### WORK TO COMPLETE:
One line at a time, check the entries below for the word "calls", and copy each line that has it.

### INFORMATION:
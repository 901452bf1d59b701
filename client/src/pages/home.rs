//! Public landing page.

use leptos::prelude::*;

use crate::state::session::SessionState;

#[component]
pub fn HomePage() -> impl IntoView {
    let session = expect_context::<RwSignal<SessionState>>();
    let cta = move || {
        if session.with(SessionState::is_signed_in) {
            ("/dashboard", "Go to Dashboard")
        } else {
            ("/login", "Delegate Sign In")
        }
    };

    view! {
        <section class="hero">
            <h1 class="hero__title">"Model World Economic Forum"</h1>
            <p class="hero__subtitle">"Conference day: 21 February 2026"</p>
            <a class="btn btn--primary" href=move || cta().0>{move || cta().1}</a>
        </section>
    }
}
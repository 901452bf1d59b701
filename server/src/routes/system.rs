//! System-area routes: allow-list access check and the protected identity.

use axum::extract::{FromRef, FromRequestParts, State};
use axum::http::StatusCode;
use axum::http::request::Parts;
use axum::response::{IntoResponse, Json, Response};
use axum_extra::extract::cookie::CookieJar;
use records::{AccessOutcome, SessionUser};

use super::auth::{AuthUser, clear_session, session_tokens, set_session};
use crate::services::{session, system_gate};
use crate::state::AppState;

/// Caller whose email is on the system allow-list. Checked on every request.
pub struct SystemAdmin(pub AuthUser);

impl<S> FromRequestParts<S> for SystemAdmin
where
    AppState: FromRef<S>,
    S: Send + Sync,
{
    type Rejection = Response;

    async fn from_request_parts(parts: &mut Parts, state: &S) -> Result<Self, Self::Rejection> {
        let auth = AuthUser::from_request_parts(parts, state).await?;
        let app_state = AppState::from_ref(state);
        if system_gate::is_system_admin(app_state.backend.as_ref(), &auth.identity).await {
            Ok(Self(auth))
        } else {
            Err((auth.cookies(), StatusCode::FORBIDDEN).into_response())
        }
    }
}

/// `POST /api/system/access`: run the allow-list gate for the caller.
pub async fn check_access(State(state): State<AppState>, jar: CookieJar) -> (CookieJar, Json<AccessOutcome>) {
    let secure = state.config.cookie_secure;
    let backend = state.backend.as_ref();
    let tokens = session_tokens(&jar);
    let had_tokens = tokens.is_some();

    // `stale` marks cookies the backend refused outright.
    let (identity, stale) = match session::resolve_session(backend, tokens).await {
        Ok(Some(identity)) => (Some(identity), false),
        Ok(None) => (None, had_tokens),
        Err(e) => {
            tracing::error!(error = %e, "session resolution failed during access check");
            (None, false)
        }
    };

    let outcome = system_gate::check_access(backend, identity.as_ref()).await;
    let jar = match (&outcome, &identity) {
        (AccessOutcome::Denied { .. }, _) => clear_session(CookieJar::new(), secure),
        (AccessOutcome::Authorized { .. }, Some(identity)) if identity.refreshed => {
            set_session(CookieJar::new(), &identity.tokens, secure)
        }
        (AccessOutcome::NoIdentity, None) if stale => clear_session(CookieJar::new(), secure),
        _ => CookieJar::new(),
    };
    (jar, Json(outcome))
}

/// `GET /api/system/me`: the allow-listed caller.
pub async fn me(SystemAdmin(auth): SystemAdmin) -> (CookieJar, Json<SessionUser>) {
    (auth.cookies(), Json(auth.identity.user.clone()))
}

#[cfg(test)]
#[path = "system_test.rs"]
mod tests;
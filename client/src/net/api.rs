//! REST API helpers for communicating with the server.
//!
//! Client-side (hydrate): real HTTP calls via `gloo-net`.
//! Server-side (SSR): stubs returning `None`/error since these endpoints
//! are only meaningful in the browser.
//!
//! ERROR HANDLING
//! ==============
//! Callers get `Result` outputs instead of panics so fetch failures degrade
//! into a toast and an empty view without crashing hydration. A 401/403 on
//! an identity endpoint is not an error: it is reported as `Ok(None)`.

#![allow(clippy::unused_async)]

#[cfg(test)]
#[path = "api_test.rs"]
mod api_test;

use std::fmt::Write;

use records::{
    AccessOutcome, ApplicationRecord, ApplicationStatus, PasswordSignIn, Registration, SessionSnapshot, SessionUser,
};
use serde::de::DeserializeOwned;

#[cfg(any(test, feature = "hydrate"))]
fn applications_endpoint(segment: &str) -> String {
    format!("/api/admin/{segment}")
}

#[cfg(any(test, feature = "hydrate"))]
fn status_endpoint(segment: &str, id: &str) -> String {
    format!("/api/admin/{segment}/{id}/status")
}

#[cfg(any(test, feature = "hydrate"))]
fn request_failed_message(what: &str, status: u16) -> String {
    format!("{what} failed: {status}")
}

#[cfg(any(test, feature = "hydrate"))]
fn is_identity_rejection(status: u16) -> bool {
    status == 401 || status == 403
}

/// URL that starts the hosted OAuth sign-in and comes back to `return_to`.
#[must_use]
pub fn oauth_start_url(return_to: &str) -> String {
    let mut encoded = String::with_capacity(return_to.len());
    for byte in return_to.bytes() {
        match byte {
            b'A'..=b'Z' | b'a'..=b'z' | b'0'..=b'9' | b'-' | b'_' | b'.' | b'~' | b'/' => encoded.push(byte as char),
            other => {
                let _ = write!(encoded, "%{other:02X}");
            }
        }
    }
    format!("/auth/oauth?return_to={encoded}")
}

/// Fetch the session snapshot from `/api/auth/me`.
/// `Ok(None)` when nobody is signed in, and always on the server.
///
/// # Errors
///
/// Returns an error string on transport failure or an unexpected status.
pub async fn fetch_session() -> Result<Option<SessionSnapshot>, String> {
    #[cfg(feature = "hydrate")]
    {
        let resp = gloo_net::http::Request::get("/api/auth/me")
            .send()
            .await
            .map_err(|e| e.to_string())?;
        if is_identity_rejection(resp.status()) {
            return Ok(None);
        }
        if !resp.ok() {
            return Err(request_failed_message("session", resp.status()));
        }
        resp.json::<SessionSnapshot>()
            .await
            .map(Some)
            .map_err(|e| e.to_string())
    }
    #[cfg(not(feature = "hydrate"))]
    {
        Ok(None)
    }
}

/// Sign in with email and password via `POST /api/auth/password`.
///
/// # Errors
///
/// Returns a user-facing message when the credentials are rejected or the
/// request fails.
pub async fn sign_in_password(form: &PasswordSignIn) -> Result<(), String> {
    #[cfg(feature = "hydrate")]
    {
        let resp = gloo_net::http::Request::post("/api/auth/password")
            .json(form)
            .map_err(|e| e.to_string())?
            .send()
            .await
            .map_err(|e| e.to_string())?;
        match resp.status() {
            204 | 200 => Ok(()),
            400 => Err("Enter both email and password.".to_owned()),
            401 => Err("Invalid email or password.".to_owned()),
            status => Err(request_failed_message("sign-in", status)),
        }
    }
    #[cfg(not(feature = "hydrate"))]
    {
        let _ = form;
        Err("not available on server".to_owned())
    }
}

/// End the session everywhere via `POST /api/auth/logout`.
pub async fn logout() {
    #[cfg(feature = "hydrate")]
    {
        let _ = gloo_net::http::Request::post("/api/auth/logout")
            .send()
            .await;
    }
}

/// Fetch the caller's registration row, if any.
///
/// # Errors
///
/// Returns an error string if the request fails.
pub async fn fetch_registration() -> Result<Option<Registration>, String> {
    #[cfg(feature = "hydrate")]
    {
        let resp = gloo_net::http::Request::get("/api/registration")
            .send()
            .await
            .map_err(|e| e.to_string())?;
        if !resp.ok() {
            return Err(request_failed_message("registration fetch", resp.status()));
        }
        resp.json::<Option<Registration>>()
            .await
            .map_err(|e| e.to_string())
    }
    #[cfg(not(feature = "hydrate"))]
    {
        Ok(None)
    }
}

/// Fetch every application of kind `T`, newest first.
///
/// # Errors
///
/// Returns an error string if the request fails.
pub async fn fetch_applications<T>() -> Result<Vec<T>, String>
where
    T: ApplicationRecord + DeserializeOwned,
{
    #[cfg(feature = "hydrate")]
    {
        let url = applications_endpoint(T::API_SEGMENT);
        let resp = gloo_net::http::Request::get(&url)
            .send()
            .await
            .map_err(|e| e.to_string())?;
        if !resp.ok() {
            return Err(request_failed_message("application fetch", resp.status()));
        }
        resp.json::<Vec<T>>().await.map_err(|e| e.to_string())
    }
    #[cfg(not(feature = "hydrate"))]
    {
        Ok(Vec::new())
    }
}

/// Move one application to `target`; returns the updated row.
///
/// # Errors
///
/// Returns an error string if the update is rejected or the request fails.
pub async fn update_application_status<T>(id: &str, target: ApplicationStatus) -> Result<T, String>
where
    T: ApplicationRecord + DeserializeOwned,
{
    #[cfg(feature = "hydrate")]
    {
        let url = status_endpoint(T::API_SEGMENT, id);
        let resp = gloo_net::http::Request::patch(&url)
            .json(&records::StatusUpdate { status: target })
            .map_err(|e| e.to_string())?
            .send()
            .await
            .map_err(|e| e.to_string())?;
        if !resp.ok() {
            return Err(request_failed_message("status update", resp.status()));
        }
        resp.json::<T>().await.map_err(|e| e.to_string())
    }
    #[cfg(not(feature = "hydrate"))]
    {
        let _ = (id, target);
        Err("not available on server".to_owned())
    }
}

/// Run the system allow-list gate via `POST /api/system/access`.
///
/// # Errors
///
/// Returns an error string if the request fails.
pub async fn check_system_access() -> Result<AccessOutcome, String> {
    #[cfg(feature = "hydrate")]
    {
        let resp = gloo_net::http::Request::post("/api/system/access")
            .send()
            .await
            .map_err(|e| e.to_string())?;
        if !resp.ok() {
            return Err(request_failed_message("access check", resp.status()));
        }
        resp.json::<AccessOutcome>()
            .await
            .map_err(|e| e.to_string())
    }
    #[cfg(not(feature = "hydrate"))]
    {
        Ok(AccessOutcome::NoIdentity)
    }
}

/// Fetch the allow-listed identity from `/api/system/me`.
/// `Ok(None)` when the caller is not signed in or not on the allow-list.
///
/// # Errors
///
/// Returns an error string on transport failure or an unexpected status.
pub async fn fetch_system_identity() -> Result<Option<SessionUser>, String> {
    #[cfg(feature = "hydrate")]
    {
        let resp = gloo_net::http::Request::get("/api/system/me")
            .send()
            .await
            .map_err(|e| e.to_string())?;
        if is_identity_rejection(resp.status()) {
            return Ok(None);
        }
        if !resp.ok() {
            return Err(request_failed_message("system identity", resp.status()));
        }
        resp.json::<SessionUser>()
            .await
            .map(Some)
            .map_err(|e| e.to_string())
    }
    #[cfg(not(feature = "hydrate"))]
    {
        Ok(None)
    }
}
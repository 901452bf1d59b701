//! Crawler directives.

use std::fmt::Write;

use axum::extract::State;
use axum::http::header;
use axum::response::IntoResponse;

use crate::config::SiteConfig;
use crate::state::AppState;

/// Paths that are private to a signed-in user or never worth indexing.
const DISALLOWED: [&str; 5] = ["/admin", "/dashboard", "/login", "/forgot-password", "/reset-password"];

/// The robots document for `site`.
#[must_use]
pub fn robots_body(site: &SiteConfig) -> String {
    let mut body = String::from("User-agent: *\nAllow: /\n");
    for path in DISALLOWED {
        let _ = writeln!(body, "Disallow: {path}");
    }
    let _ = write!(body, "\nSitemap: {}/sitemap.xml\nHost: {}\n", site.url, site.host);
    body
}

/// `GET /robots.txt`
pub async fn robots(State(state): State<AppState>) -> impl IntoResponse {
    (
        [(header::CONTENT_TYPE, "text/plain; charset=utf-8")],
        robots_body(&state.config.site),
    )
}

#[cfg(test)]
#[path = "robots_test.rs"]
mod tests;
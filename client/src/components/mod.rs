//! Reusable UI component modules.
//!
//! SYSTEM CONTEXT
//! ==============
//! Components render site chrome and small shared widgets while reading
//! shared state from Leptos context providers.

pub mod application_detail;
pub mod site_header;
pub mod status_badge;
pub mod toast_host;
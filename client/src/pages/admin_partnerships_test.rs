use time::macros::datetime;

use records::ApplicationStatus;

use super::*;

fn partnership(kind: &str, message: Option<&str>) -> PartnershipApplication {
    PartnershipApplication {
        id: "p1".to_owned(),
        organization_name: "Acme Foundation".to_owned(),
        contact_person: "Wile Coyote".to_owned(),
        email: "wile@acme.org".to_owned(),
        partnership_type: kind.to_owned(),
        message: message.map(str::to_owned),
        status: ApplicationStatus::UnderReview,
        admin_notes: None,
        created_at: datetime!(2026-03-01 09:30 UTC),
    }
}

#[test]
fn known_partnership_types_get_labels() {
    assert_eq!(partnership_type_label("sponsor"), "Sponsorship");
    assert_eq!(partnership_type_label("academic"), "Academic Partner");
    assert_eq!(partnership_type_label("venue"), "venue");
}

#[test]
fn detail_fields_cover_every_column() {
    let fields = partnership("media", Some("We cover youth events.")).detail_fields();
    assert_eq!(fields[0], ("Organization", "Acme Foundation".to_owned()));
    assert_eq!(fields[3], ("Partnership Type", "Media Partner".to_owned()));
    assert_eq!(fields[4].1, "We cover youth events.");
    assert_eq!(fields[5].1, "2026-03-01 09:30 UTC");
}

#[test]
fn missing_message_has_placeholder() {
    let fields = partnership("sponsor", None).detail_fields();
    assert_eq!(fields[4].1, "No message");
}

#[test]
fn table_cells_use_type_label() {
    let row = partnership("community", None);
    assert_eq!(row.cells()[3], "Community Partner");
    assert_eq!(row.title(), "Acme Foundation");
    assert_eq!(PartnershipApplication::HEADING, "Partnership Applications");
}
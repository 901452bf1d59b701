//! Hosted auth API client: user lookup, token grants and sign-out, plus the
//! OAuth authorize URL.

use records::SessionUser;
use serde::de::DeserializeOwned;

use super::types::{AuthTokens, AuthorizeRequest, GatewayError, SignOutScope, status_error};

pub struct AuthClient {
    http: reqwest::Client,
    base_url: String,
    anon_key: String,
}

impl AuthClient {
    #[must_use]
    pub fn new(http: reqwest::Client, base_url: &str, anon_key: &str) -> Self {
        Self { http, base_url: base_url.to_owned(), anon_key: anon_key.to_owned() }
    }

    /// `GET /auth/v1/user`: the identity behind an access token.
    pub async fn get_user(&self, access_token: &str) -> Result<SessionUser, GatewayError> {
        let response = self
            .http
            .get(auth_url(&self.base_url, "user"))
            .header("apikey", &self.anon_key)
            .bearer_auth(access_token)
            .send()
            .await
            .map_err(|e| GatewayError::Request(e.to_string()))?;
        read_json(response).await
    }

    /// `POST /auth/v1/token?grant_type=refresh_token`
    pub async fn refresh(&self, refresh_token: &str) -> Result<AuthTokens, GatewayError> {
        self.token_grant("refresh_token", &serde_json::json!({ "refresh_token": refresh_token }))
            .await
    }

    /// `POST /auth/v1/token?grant_type=pkce`
    pub async fn exchange_code(&self, auth_code: &str, code_verifier: &str) -> Result<AuthTokens, GatewayError> {
        self.token_grant(
            "pkce",
            &serde_json::json!({ "auth_code": auth_code, "code_verifier": code_verifier }),
        )
        .await
    }

    /// `POST /auth/v1/token?grant_type=password`
    pub async fn sign_in_password(&self, email: &str, password: &str) -> Result<AuthTokens, GatewayError> {
        self.token_grant("password", &serde_json::json!({ "email": email, "password": password }))
            .await
    }

    /// `POST /auth/v1/logout?scope=<scope>`
    pub async fn sign_out(&self, access_token: &str, scope: SignOutScope) -> Result<(), GatewayError> {
        let response = self
            .http
            .post(auth_url(&self.base_url, "logout"))
            .query(&[("scope", scope.as_str())])
            .header("apikey", &self.anon_key)
            .bearer_auth(access_token)
            .send()
            .await
            .map_err(|e| GatewayError::Request(e.to_string()))?;

        let status = response.status().as_u16();
        if (200..300).contains(&status) {
            return Ok(());
        }
        let body = response.text().await.unwrap_or_default();
        Err(status_error(status, body))
    }

    async fn token_grant(&self, grant_type: &str, body: &serde_json::Value) -> Result<AuthTokens, GatewayError> {
        let response = self
            .http
            .post(auth_url(&self.base_url, "token"))
            .query(&[("grant_type", grant_type)])
            .header("apikey", &self.anon_key)
            .json(body)
            .send()
            .await
            .map_err(|e| GatewayError::Request(e.to_string()))?;
        read_json(response).await
    }
}

pub(crate) fn auth_url(base_url: &str, path: &str) -> String {
    format!("{base_url}/auth/v1/{path}")
}

/// Build the hosted OAuth authorize URL for a PKCE (S256) flow.
#[must_use]
pub fn authorize_url(base_url: &str, request: &AuthorizeRequest<'_>) -> String {
    let mut params = vec![
        ("provider", request.provider),
        ("redirect_to", request.redirect_to),
        ("code_challenge", request.code_challenge),
        ("code_challenge_method", "s256"),
    ];
    if let Some(prompt) = request.prompt {
        params.push(("prompt", prompt));
    }
    let base = auth_url(base_url, "authorize");
    match reqwest::Url::parse_with_params(&base, &params) {
        Ok(url) => url.to_string(),
        Err(e) => {
            tracing::error!(error = %e, %base, "authorize url build failed");
            base
        }
    }
}

async fn read_json<T: DeserializeOwned>(response: reqwest::Response) -> Result<T, GatewayError> {
    let status = response.status().as_u16();
    let text = response
        .text()
        .await
        .map_err(|e| GatewayError::Request(e.to_string()))?;
    if !(200..300).contains(&status) {
        return Err(status_error(status, text));
    }
    serde_json::from_str(&text).map_err(|e| GatewayError::Decode(e.to_string()))
}

#[cfg(test)]
#[path = "auth_test.rs"]
mod tests;
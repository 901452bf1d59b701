//! Root application component with routing and context providers.

use leptos::prelude::*;
use leptos_meta::{MetaTags, Stylesheet, Title, provide_meta_context};
use leptos_router::{
    StaticSegment,
    components::{Route, Router, Routes},
};

use crate::components::site_header::SiteHeader;
use crate::components::toast_host::ToastHost;
use crate::pages::{
    admin::AdminPage, admin_partnerships::AdminPartnershipsPage, admin_volunteers::AdminVolunteersPage,
    dashboard::DashboardPage, home::HomePage, login::LoginPage, system_home::SystemHomePage,
    system_login::SystemLoginPage,
};
use crate::state::session::{SessionState, refresh_session};
use crate::state::toast::ToastState;

/// HTML shell rendered on the server for SSR + hydration.
pub fn shell(options: LeptosOptions) -> impl IntoView {
    view! {
        <!DOCTYPE html>
        <html lang="en">
            <head>
                <meta charset="utf-8"/>
                <meta name="viewport" content="width=device-width, initial-scale=1"/>
                <AutoReload options=options.clone()/>
                <HydrationScripts options/>
                <MetaTags/>
            </head>
            <body>
                <App/>
            </body>
        </html>
    }
}

/// Root application component.
///
/// Owns the session and toast contexts and sets up client-side routing.
/// The session starts in `loading` and is resolved once on mount.
#[component]
pub fn App() -> impl IntoView {
    provide_meta_context();

    let session = RwSignal::new(SessionState::default());
    let toasts = RwSignal::new(ToastState::default());
    provide_context(session);
    provide_context(toasts);

    Effect::new(move || refresh_session(session));

    view! {
        <Stylesheet id="leptos" href="/pkg/mwef.css"/>
        <Title text="Model WEF"/>

        <Router>
            <SiteHeader/>
            <main class="site-main">
                <Routes fallback=|| "Page not found.".into_view()>
                    <Route path=StaticSegment("") view=HomePage/>
                    <Route path=StaticSegment("login") view=LoginPage/>
                    <Route path=StaticSegment("dashboard") view=DashboardPage/>
                    <Route path=StaticSegment("admin") view=AdminPage/>
                    <Route path=(StaticSegment("admin"), StaticSegment("volunteers")) view=AdminVolunteersPage/>
                    <Route path=(StaticSegment("admin"), StaticSegment("partnerships")) view=AdminPartnershipsPage/>
                    <Route path=(StaticSegment("system"), StaticSegment("login")) view=SystemLoginPage/>
                    <Route path=StaticSegment("system") view=SystemHomePage/>
                </Routes>
            </main>
            <ToastHost/>
        </Router>
    }
}
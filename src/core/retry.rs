//! Explicit retry policy for network operations
//!
//! Retries apply to read and list calls only. Tag, branch, and commit
//! creation are never retried: their non-idempotence is handled by checking
//! for existence before creating, not by replaying the create.

use crate::core::config::RetrySettings;
use crate::core::error::ApiError;
use log::warn;
use std::time::Duration;

/// Bounded retry with fixed-base backoff: attempt N sleeps N * base.
#[derive(Debug, Clone)]
pub struct RetryPolicy {
  max_attempts: u32,
  base_interval: Duration,
}

impl Default for RetryPolicy {
  fn default() -> Self {
    Self {
      max_attempts: 3,
      base_interval: Duration::from_secs(5),
    }
  }
}

impl RetryPolicy {
  pub fn new(max_attempts: u32, base_interval: Duration) -> Self {
    Self {
      max_attempts: max_attempts.max(1),
      base_interval,
    }
  }

  pub fn from_settings(settings: &RetrySettings) -> Self {
    Self::new(settings.max_attempts, Duration::from_secs(settings.base_interval_secs))
  }

  /// A policy that never sleeps and never retries; for tests and for call
  /// sites that pre-check existence themselves.
  pub fn none() -> Self {
    Self::new(1, Duration::ZERO)
  }

  /// Run `f`, retrying while it fails with a retryable error and attempts
  /// remain. Non-retryable errors are returned immediately.
  pub fn run<T, F>(&self, operation: &str, mut f: F) -> Result<T, ApiError>
  where
    F: FnMut() -> Result<T, ApiError>,
  {
    let mut attempt = 1;

    loop {
      match f() {
        Ok(value) => return Ok(value),
        Err(err) if err.retryable() && attempt < self.max_attempts => {
          let delay = self.base_interval * attempt;
          warn!(
            "'{}' failed (attempt {}/{}), retrying in {:?}: {}",
            operation, attempt, self.max_attempts, delay, err
          );
          std::thread::sleep(delay);
          attempt += 1;
        }
        Err(err) if err.retryable() => {
          return Err(ApiError::RetriesExhausted {
            operation: operation.to_string(),
            attempts: self.max_attempts,
            last: err.to_string(),
          });
        }
        Err(err) => return Err(err),
      }
    }
  }
}
//! Train configuration (train.toml) parsing
//!
//! Searched in order: train.toml, .train.toml. Every field has a default so
//! the file is optional; API tokens are never stored in the file and come
//! from the environment instead.

use crate::core::error::{TrainResult, ResultExt};
use serde::{Deserialize, Serialize};
use std::fs;
use std::path::Path;

/// Configuration for release-train
#[derive(Debug, Clone, Default, Serialize, Deserialize)]
pub struct TrainConfig {
  #[serde(default)]
  pub api: ApiConfig,

  #[serde(default)]
  pub retry: RetrySettings,
}

/// Remote content API endpoints
///
/// The canonical endpoint serves normal releases; the dev endpoint serves
/// security releases; the ops endpoint hosts the deployer project.
#[derive(Debug, Clone, Serialize, Deserialize)]
pub struct ApiConfig {
  #[serde(default = "default_endpoint")]
  pub endpoint: String,

  #[serde(default = "default_dev_endpoint")]
  pub dev_endpoint: String,

  #[serde(default = "default_ops_endpoint")]
  pub ops_endpoint: String,
}

fn default_endpoint() -> String {
  "https://gitlab.com/api/v4".to_string()
}

fn default_dev_endpoint() -> String {
  "https://dev.gitlab.org/api/v4".to_string()
}

fn default_ops_endpoint() -> String {
  "https://ops.gitlab.net/api/v4".to_string()
}

impl Default for ApiConfig {
  fn default() -> Self {
    Self {
      endpoint: default_endpoint(),
      dev_endpoint: default_dev_endpoint(),
      ops_endpoint: default_ops_endpoint(),
    }
  }
}

impl ApiConfig {
  /// Token for the canonical endpoint, from the environment
  pub fn token(&self) -> Option<String> {
    std::env::var("RELEASE_API_TOKEN").ok()
  }

  /// Token for the dev endpoint, from the environment
  pub fn dev_token(&self) -> Option<String> {
    std::env::var("RELEASE_DEV_API_TOKEN").ok()
  }

  /// Token for the ops endpoint, from the environment
  pub fn ops_token(&self) -> Option<String> {
    std::env::var("RELEASE_OPS_API_TOKEN").ok()
  }
}

/// Retry tuning for network read operations
#[derive(Debug, Clone, Serialize, Deserialize)]
pub struct RetrySettings {
  /// Total attempts, including the first one
  #[serde(default = "default_max_attempts")]
  pub max_attempts: u32,

  /// Base backoff interval in seconds; attempt N sleeps N * base
  #[serde(default = "default_base_interval_secs")]
  pub base_interval_secs: u64,
}

fn default_max_attempts() -> u32 {
  3
}

fn default_base_interval_secs() -> u64 {
  5
}

impl Default for RetrySettings {
  fn default() -> Self {
    Self {
      max_attempts: default_max_attempts(),
      base_interval_secs: default_base_interval_secs(),
    }
  }
}

impl TrainConfig {
  /// Load configuration from the working directory, falling back to
  /// defaults when no config file exists.
  pub fn load(root: &Path) -> TrainResult<Self> {
    for candidate in ["train.toml", ".train.toml"] {
      let path = root.join(candidate);
      if path.exists() {
        let raw = fs::read_to_string(&path).with_context(|| format!("Failed to read {}", path.display()))?;
        let config: TrainConfig = toml_edit::de::from_str(&raw)?;
        return Ok(config);
      }
    }

    Ok(TrainConfig::default())
  }
}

### EXPECTED OUTPUT:
//! Client-side (hydrate): real HTTP calls via `gloo-net`.
//! Retries apply to read and list calls only. Tag, branch, and commit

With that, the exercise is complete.